Ngapuhi mandated entity Tuhoronuku meet new Ministers

Media Release
17 November 2017

Ngāpuhi mandated entity Tūhoronuku meets with new Ministers

The Tūhoronuku Independent Mandated Authority (Tūhoronuku) Board of Trustees Executive met with the Hon. Andrew Little, the new Minister for Treaty of Waitangi Negotiations and Hon. Nanaia Mahuta, the new Minister for Māori Development in Waitangi today.

The meeting was the first opportunity for Tūhoronuku – the only entity to seek and receive a mandate from Ngāpuhi – to brief the incoming Ministers.

Tūhoronuku laid out the history of the Ngāpuhi claims process, from Hone Heke chopping down the flagstaff one week after signing Te Tiriti o Waitangi in 1840. They outlined their vision for the future, the mandating process, which began nine years ago, the post-¬Waitangi Tribunal urgent hearings recommended changes, which has evolved the mandate into a hapū-¬led entity. They also outlined the Ngāpuhi Rūnanga involvement and the outcomes they hoped would come from this pivotal meeting.

Said Tūhoronuku Chairman Hōne Sadler: “We were heartened by this cordial yet frank engagement with both Ministers, and buoyed by what they had to say. Minister Little agreed that the mandate we hold needs to be strengthened and that Tūhoronuku needed to think through how we would increase Hapū participation to achieve this.
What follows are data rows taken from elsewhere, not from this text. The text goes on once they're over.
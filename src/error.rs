//! Error types for source extraction and output.

use std::fmt;
use std::io;

/// Boxed error type through which collaborator traits report failures.
///
/// Any driver or accessor error that is `std::error::Error + Send + Sync`
/// plugs in unmodified and stays reachable via [`Error::source`].
///
/// [`Error::source`]: std::error::Error::source
pub type AccessError = Box<dyn std::error::Error + Send + Sync + 'static>;

/// Errors produced while extracting a table or writing its rendering.
///
/// No variant is recovered locally: a failed extraction produces no partial
/// output, and cursors are not retried (they are not resumable).
#[derive(Debug)]
pub enum Error {
    /// Cursor metadata retrieval or row navigation failed.
    DataAccess(AccessError),
    /// A declared field accessor failed on a record.
    ///
    /// Indicates a caller contract violation: every record in a list must
    /// be readable through the schema it was paired with.
    FieldAccess {
        /// Name of the field whose accessor failed.
        field: String,
        /// The accessor's own error.
        source: AccessError,
    },
    /// Writing rendered output to a sink failed.
    Io(io::Error),
}

impl fmt::Display for Error {
    fn fmt(&self, f: &mut fmt::Formatter<'_>) -> fmt::Result {
        match self {
            Self::DataAccess(source) => write!(f, "reading the result cursor failed: {source}"),
            Self::FieldAccess { field, source } => {
                write!(f, "reading field '{field}' failed: {source}")
            }
            Self::Io(source) => write!(f, "writing table output failed: {source}"),
        }
    }
}

impl std::error::Error for Error {
    fn source(&self) -> Option<&(dyn std::error::Error + 'static)> {
        match self {
            Self::DataAccess(source) | Self::FieldAccess { source, .. } => {
                Some(source.as_ref() as &(dyn std::error::Error + 'static))
            }
            Self::Io(source) => Some(source),
        }
    }
}

impl From<io::Error> for Error {
    fn from(value: io::Error) -> Self {
        Self::Io(value)
    }
}
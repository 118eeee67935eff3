//! Dump query results as formatted ascii tables.
//!
//! Convenience wrappers over the source adapters and the renderer: one
//! string-returning, one sink-writing, and one stdout-printing form for
//! each of the two input shapes. The writing forms append a line
//! terminator after the table.
//!
//! An empty result renders as an ascii table with no cells.

use std::io::{self, Write};

use crate::error::Error;
use crate::source::{CursorSource, RecordListSource, RowCursor, Schema, TabularSource};

/// Render an open cursor's contents as an ascii table string.
///
/// The cursor is read to exhaustion but not closed; closing belongs to the
/// caller.
///
/// # Errors
///
/// Returns [`Error::DataAccess`] if reading or navigating the cursor fails.
pub fn cursor_to_string<C: RowCursor>(cursor: &mut C) -> Result<String, Error> {
    Ok(CursorSource::new(cursor).into_table()?.render())
}

/// Write an open cursor's contents as an ascii table, followed by a line
/// terminator, to `out`.
///
/// # Errors
///
/// Returns [`Error::DataAccess`] if reading the cursor fails, or
/// [`Error::Io`] if writing to `out` fails.
pub fn write_cursor<C: RowCursor, W: Write>(cursor: &mut C, out: &mut W) -> Result<(), Error> {
    let ascii = cursor_to_string(cursor)?;
    writeln!(out, "{ascii}")?;
    Ok(())
}

/// Print an open cursor's contents as an ascii table to standard output.
///
/// # Errors
///
/// Returns [`Error::DataAccess`] if reading the cursor fails, or
/// [`Error::Io`] if writing to stdout fails.
pub fn print_cursor<C: RowCursor>(cursor: &mut C) -> Result<(), Error> {
    write_cursor(cursor, &mut io::stdout())
}

/// Render a record list as an ascii table string, reading each record's
/// fields through `schema` in declared order.
///
/// # Errors
///
/// Returns [`Error::FieldAccess`] if a declared accessor fails on any
/// record.
pub fn records_to_string<T>(records: &[T], schema: &Schema<T>) -> Result<String, Error> {
    Ok(RecordListSource::new(records, schema).into_table()?.render())
}

/// Write a record list as an ascii table, followed by a line terminator,
/// to `out`.
///
/// # Errors
///
/// Returns [`Error::FieldAccess`] if a declared accessor fails, or
/// [`Error::Io`] if writing to `out` fails.
pub fn write_records<T, W: Write>(
    records: &[T],
    schema: &Schema<T>,
    out: &mut W,
) -> Result<(), Error> {
    let ascii = records_to_string(records, schema)?;
    writeln!(out, "{ascii}")?;
    Ok(())
}

/// Print a record list as an ascii table to standard output.
///
/// # Errors
///
/// Returns [`Error::FieldAccess`] if a declared accessor fails, or
/// [`Error::Io`] if writing to stdout fails.
pub fn print_records<T>(records: &[T], schema: &Schema<T>) -> Result<(), Error> {
    write_records(records, schema, &mut io::stdout())
}
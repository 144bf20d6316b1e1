//! Continuous-CV channel tracker
//!
//! Classifies each sample against the last published value. Movement beyond
//! the noise threshold publishes; sustained quiet beyond the inactivity
//! limit deactivates the channel without an event.

/// What the sampler should do after feeding one sample
#[derive(Debug, Clone, Copy, PartialEq, Eq)]
pub enum CvStep {
    /// Real movement: push the sample, publish a CV event
    Publish,
    /// Quiet sample that crossed the inactivity limit: drop the active flag
    Deactivate,
    /// Quiet sample below the limit, or already inactive: nothing to do
    Quiet,
}

#[derive(Debug)]
pub struct CvTracker {
    last_published: f32,
    inactivity: u32,
    active: bool,
    noise_threshold: f32,
    inactivity_limit: u32,
}

impl CvTracker {
    pub fn new(noise_threshold: f32, inactivity_limit: u32) -> Self {
        Self {
            // Matches the shared-state initial value, so a first sample away
            // from 0V publishes immediately.
            last_published: 0.0,
            inactivity: 0,
            active: false,
            noise_threshold,
            inactivity_limit,
        }
    }

    pub fn is_active(&self) -> bool {
        self.active
    }

    pub fn inactivity(&self) -> u32 {
        self.inactivity
    }

    pub fn last_published(&self) -> f32 {
        self.last_published
    }

    /// Feed one sample and classify it
    pub fn step(&mut self, sample: f32) -> CvStep {
        let delta = (sample - self.last_published).abs();
        if delta < self.noise_threshold {
            self.inactivity += 1;
            if self.inactivity >= self.inactivity_limit && self.active {
                self.active = false;
                return CvStep::Deactivate;
            }
            CvStep::Quiet
        } else {
            self.inactivity = 0;
            self.active = true;
            self.last_published = sample;
            CvStep::Publish
        }
    }
}

#[cfg(test)]
mod tests {
    use super::*;

    fn tracker() -> CvTracker {
        CvTracker::new(0.05, 5)
    }

    #[test]
    fn test_first_moving_sample_publishes() {
        let mut cv = tracker();
        assert_eq!(cv.step(1.0), CvStep::Publish);
        assert!(cv.is_active());
        assert_eq!(cv.last_published(), 1.0);
    }

    #[test]
    fn test_constant_input_deactivates_exactly_once() {
        let mut cv = tracker();
        // Six consecutive samples of 1.0: one publish, then quiet until the
        // 5th unchanged sample drops the flag.
        assert_eq!(cv.step(1.0), CvStep::Publish);
        assert_eq!(cv.step(1.0), CvStep::Quiet);
        assert_eq!(cv.step(1.0), CvStep::Quiet);
        assert_eq!(cv.step(1.0), CvStep::Quiet);
        assert_eq!(cv.step(1.0), CvStep::Quiet);
        assert_eq!(cv.step(1.0), CvStep::Deactivate);
        assert!(!cv.is_active());
        // Further quiet samples stay quiet, no second deactivation.
        assert_eq!(cv.step(1.0), CvStep::Quiet);
        assert_eq!(cv.step(1.01), CvStep::Quiet);
    }

    #[test]
    fn test_movement_resets_inactivity() {
        let mut cv = tracker();
        cv.step(1.0);
        cv.step(1.0);
        cv.step(1.0);
        assert_eq!(cv.inactivity(), 2);
        assert_eq!(cv.step(2.0), CvStep::Publish);
        assert_eq!(cv.inactivity(), 0);
    }

    #[test]
    fn test_noise_below_threshold_does_not_publish() {
        let mut cv = tracker();
        cv.step(1.0);
        // Jitter around the published value stays quiet and does not move
        // the reference point.
        assert_eq!(cv.step(1.04), CvStep::Quiet);
        assert_eq!(cv.step(0.96), CvStep::Quiet);
        assert_eq!(cv.last_published(), 1.0);
    }

    #[test]
    fn test_reactivation_after_deactivate() {
        let mut cv = tracker();
        cv.step(1.0);
        for _ in 0..5 {
            cv.step(1.0);
        }
        assert!(!cv.is_active());
        assert_eq!(cv.step(2.0), CvStep::Publish);
        assert!(cv.is_active());
    }
}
Minister Little also agreed that a full re-¬litigation of the mandate was not what the Crown had in mind.”

“We have also agreed to find a path to increase the confidence, trust and support of any Hapū who wish to join our process along with the 67 Hapū already engaged.

It is hoped that direction will be developed collaboratively within Ngāpuhi and agreed to internally with the Crown before Waitangi Day celebrations on 6 February 2018.”

Tūhoronuku was heartened by the fresh approach the Ministers brought to this hui and his commitment to hold more hui like this with Tūhoronuku and other stakeholders to find a way forward. Things evolve with time and the needs of Ngāpuhi are changing. Said Kuia Nora Rameka of Ngāti Rēhia: “from Hone Heke cutting down the flagpole, to Ngāpuhi today, the last of the big iwi to achieve settlement -¬ relationships with the Crown have always been tested. Our Te Tiriti o Waitangi settlement will finally bring some economic prosperity that Heke saw slipping away due to colonisation and the dishonoring of Te Tiriti o Waitangi in 1840.”

Key issues
• Ngāpuhi -¬ at the 2013 Census Ngāpuhi population 125,601, making up 19% of the total Māori population in Aotearoa (by far the biggest iwi). 20% live in Te Tai Tokerau.
• Number of active Ngāpuhi hapū estimated to be more than 100.
• Te Kotahitanga – a group which has never sought nor received mandate from Ngāpuhi, no democratically elected structure (unlike Tūhoronuku), no accountability nor formal reporting. Crown funded to participate in engagement process.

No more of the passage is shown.